== DATASET RECORDS ==

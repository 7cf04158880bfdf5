use std::cmp::{max, min};
use std::collections::BTreeMap;
use anyhow::bail;
use bytes::Buf;
use crate::out_message::MessageType;
use crate::SequenceNumber;

/// One decoded message part: a chunk of a message's payload plus enough
///  header information to place it.
#[derive(Debug, Clone, PartialEq, Eq)]
pub struct InMessagePart {
    pub message_type: MessageType,
    pub resend_until_acked: bool,
    pub sequence_number: SequenceNumber,
    pub total_size: u16,
    pub chunk_start: u16,
    pub payload: Vec<u8>,
}

impl InMessagePart {
    pub fn deser(buf: &mut impl Buf) -> anyhow::Result<InMessagePart> {
        let tag = buf.try_get_u8()?;
        let message_type = match MessageType::from_wire(tag) {
            Some(t) => t,
            None => bail!("unknown message type tag {}", tag),
        };
        let resend_until_acked = match buf.try_get_u8()? {
            0 => false,
            1 => true,
            flag => bail!("invalid resend flag {}", flag),
        };
        let sequence_number = buf.try_get_u32()?;
        let total_size = buf.try_get_u16()?;
        let chunk_start = buf.try_get_u16()?;
        let chunk_len = buf.try_get_u16()?;

        if chunk_start as u32 + chunk_len as u32 > total_size as u32 {
            bail!("chunk {}+{} exceeds total size {}", chunk_start, chunk_len, total_size);
        }
        if buf.remaining() < chunk_len as usize {
            bail!("truncated payload: {} bytes announced, {} available", chunk_len, buf.remaining());
        }

        let mut payload = vec![0; chunk_len as usize];
        buf.copy_to_slice(&mut payload);

        Ok(InMessagePart {
            message_type,
            resend_until_acked,
            sequence_number,
            total_size,
            chunk_start,
            payload,
        })
    }

    /// A part carries a whole message iff it starts at offset 0 and covers
    ///  the announced total size.
    pub fn is_complete(&self) -> bool {
        self.chunk_start == 0 && self.payload.len() == self.total_size as usize
    }

    pub fn get_complete_message(&self) -> Option<InMessageFull> {
        if !self.is_complete() {
            return None;
        }
        Some(InMessageFull {
            sequence_number: self.sequence_number,
            payload: self.payload.clone(),
        })
    }
}

/// A fully reassembled inbound message, ready for user delivery.
#[derive(Debug, Clone, PartialEq, Eq)]
pub struct InMessageFull {
    pub sequence_number: SequenceNumber,
    pub payload: Vec<u8>,
}

/// A partially received message: a pre-sized payload buffer plus the merged
///  byte ranges that have been written so far.
#[derive(Debug)]
pub struct PendingMessage {
    pub sequence_number: SequenceNumber,
    total_size: u16,
    payload: Vec<u8>,
    /// disjoint, non-adjacent covered ranges, start -> end (exclusive)
    coverage: BTreeMap<u32, u32>,
}

impl PendingMessage {
    pub fn from_part(part: &InMessagePart) -> PendingMessage {
        let mut result = PendingMessage {
            sequence_number: part.sequence_number,
            total_size: part.total_size,
            payload: vec![0; part.total_size as usize],
            coverage: BTreeMap::new(),
        };
        result.update_payload(part.chunk_start, &part.payload);
        result
    }

    /// Copies a chunk into the buffer and unions the covered range. Bytes
    ///  beyond the buffer (a peer disagreeing with itself on the total size)
    ///  are ignored.
    pub fn update_payload(&mut self, chunk_start: u16, bytes: &[u8]) {
        let start = chunk_start as usize;
        if start >= self.payload.len() {
            return;
        }
        let len = min(bytes.len(), self.payload.len() - start);
        if len == 0 {
            return;
        }
        self.payload[start..start + len].copy_from_slice(&bytes[..len]);
        self.add_range(start as u32, (start + len) as u32);
    }

    pub fn is_complete(&self) -> bool {
        if self.total_size == 0 {
            return true;
        }
        self.coverage.get(&0) == Some(&(self.total_size as u32))
    }

    pub fn get_complete_message(&self) -> Option<InMessageFull> {
        if !self.is_complete() {
            return None;
        }
        Some(InMessageFull {
            sequence_number: self.sequence_number,
            payload: self.payload.clone(),
        })
    }

    fn add_range(&mut self, start: u32, end: u32) {
        let mut new_start = start;
        let mut new_end = end;

        // absorb every existing range that overlaps or touches [start, end)
        let absorbed = self.coverage
            .range(..=end)
            .filter(|(_, &e)| e >= start)
            .map(|(&s, _)| s)
            .collect::<Vec<_>>();
        for s in absorbed {
            let e = self.coverage.remove(&s).expect("key taken from the map itself");
            new_start = min(new_start, s);
            new_end = max(new_end, e);
        }

        self.coverage.insert(new_start, new_end);
    }
}

#[cfg(test)]
mod tests {
    use super::*;
    use rstest::rstest;
    use bytes::BufMut;
    use crate::fixed_buffer::FixedBuf;
    use crate::out_message::OutMessage;

    fn part(sequence_number: SequenceNumber, total_size: u16, chunk_start: u16, payload: &[u8]) -> InMessagePart {
        InMessagePart {
            message_type: MessageType::Reliable,
            resend_until_acked: true,
            sequence_number,
            total_size,
            chunk_start,
            payload: payload.to_vec(),
        }
    }

    #[rstest]
    #[case::whole(part(1, 3, 0, b"abc"), true)]
    #[case::empty_whole(part(1, 0, 0, b""), true)]
    #[case::prefix(part(1, 5, 0, b"abc"), false)]
    #[case::middle(part(1, 5, 2, b"cd"), false)]
    #[case::tail(part(1, 5, 2, b"cde"), false)]
    fn test_part_is_complete(#[case] part: InMessagePart, #[case] expected: bool) {
        assert_eq!(part.is_complete(), expected);
        assert_eq!(part.get_complete_message().is_some(), expected);
    }

    #[rstest]
    #[case::in_order(3, vec![(0, b"ab".as_slice()), (2, b"c".as_slice())], b"abc")]
    #[case::reverse_order(3, vec![(2, b"c".as_slice()), (0, b"ab".as_slice())], b"abc")]
    #[case::overlap(4, vec![(0, b"abc".as_slice()), (2, b"xy".as_slice())], b"abxy")]
    #[case::duplicate_chunk(3, vec![(0, b"ab".as_slice()), (0, b"ab".as_slice()), (2, b"c".as_slice())], b"abc")]
    #[case::three_chunks_middle_last(5, vec![(0, b"ab".as_slice()), (3, b"de".as_slice()), (2, b"c".as_slice())], b"abcde")]
    fn test_pending_completes(
        #[case] total_size: u16,
        #[case] chunks: Vec<(u16, &[u8])>,
        #[case] expected: &[u8],
    ) {
        let (first_start, first_bytes) = chunks[0];
        let mut pending = PendingMessage::from_part(&part(9, total_size, first_start, first_bytes));

        for (i, &(start, bytes)) in chunks.iter().enumerate().skip(1) {
            assert!(!pending.is_complete(), "complete after {} of {} chunks", i, chunks.len());
            pending.update_payload(start, bytes);
        }

        assert!(pending.is_complete());
        let full = pending.get_complete_message().unwrap();
        assert_eq!(full.sequence_number, 9);
        assert_eq!(full.payload, expected);
    }

    #[rstest]
    #[case::gap(4, vec![(0, b"ab".as_slice()), (3, b"d".as_slice())])]
    #[case::missing_head(4, vec![(1, b"bcd".as_slice())])]
    #[case::missing_tail(4, vec![(0, b"abc".as_slice())])]
    fn test_pending_incomplete(#[case] total_size: u16, #[case] chunks: Vec<(u16, &[u8])>) {
        let (first_start, first_bytes) = chunks[0];
        let mut pending = PendingMessage::from_part(&part(9, total_size, first_start, first_bytes));
        for &(start, bytes) in &chunks[1..] {
            pending.update_payload(start, bytes);
        }
        assert!(!pending.is_complete());
        assert!(pending.get_complete_message().is_none());
    }

    #[test]
    fn test_pending_ignores_bytes_beyond_total_size() {
        let mut pending = PendingMessage::from_part(&part(9, 3, 0, b"ab"));
        pending.update_payload(2, b"cXY");
        assert!(pending.is_complete());
        assert_eq!(pending.get_complete_message().unwrap().payload, b"abc");

        pending.update_payload(7, b"Z");
        assert_eq!(pending.get_complete_message().unwrap().payload, b"abc");
    }

    #[rstest]
    #[case::whole_message(OutMessage::new(true, MessageType::Reliable, 12, b"hello".to_vec()), 0)]
    #[case::empty_sync(OutMessage::new(true, MessageType::Sync, 0, vec![]), 0)]
    #[case::continuation(OutMessage::new(true, MessageType::Reliable, 12, b"hello world".to_vec()), 6)]
    #[case::unreliable(OutMessage::new(false, MessageType::Unreliable, 3, b"xy".to_vec()), 0)]
    fn test_part_codec_round_trip(#[case] message: OutMessage, #[case] offset: usize) {
        let mut buf = FixedBuf::new(100);
        let written = message.encode_header_and_payload(&mut buf, offset);

        let mut b: &[u8] = buf.as_ref();
        let part = InMessagePart::deser(&mut b).unwrap();
        assert!(b.is_empty());

        assert_eq!(part.message_type, message.message_type);
        assert_eq!(part.resend_until_acked, message.resend_until_acked);
        assert_eq!(part.sequence_number, message.sequence_number());
        assert_eq!(part.total_size as usize, message.payload_len());
        assert_eq!(part.chunk_start as usize, offset);
        assert_eq!(part.payload.len(), written as usize);
    }

    fn raw_part(tag: u8, resend: u8, total_size: u16, chunk_start: u16, chunk_len: u16, payload: &[u8]) -> Vec<u8> {
        let mut buf = FixedBuf::new(100);
        buf.put_u8(tag);
        buf.put_u8(resend);
        buf.put_u32(77);
        buf.put_u16(total_size);
        buf.put_u16(chunk_start);
        buf.put_u16(chunk_len);
        buf.put_slice(payload);
        buf.into_vec()
    }

    #[rstest]
    #[case::unknown_tag(raw_part(9, 1, 1, 0, 1, b"x"))]
    #[case::bad_resend_flag(raw_part(1, 2, 1, 0, 1, b"x"))]
    #[case::chunk_beyond_total(raw_part(1, 1, 3, 2, 2, b"xy"))]
    #[case::announced_more_than_present(raw_part(1, 1, 9, 0, 9, b"xy"))]
    #[case::truncated_header(vec![1, 1, 0, 0])]
    fn test_deser_rejects(#[case] bytes: Vec<u8>) {
        let mut b: &[u8] = &bytes;
        assert!(InMessagePart::deser(&mut b).is_err());
    }
}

===

#### EXERCISE DETAILS:
Count, and answer with the number only: how many lines of the data include the string "match"?

#### EXERCISE RESPONSE:
2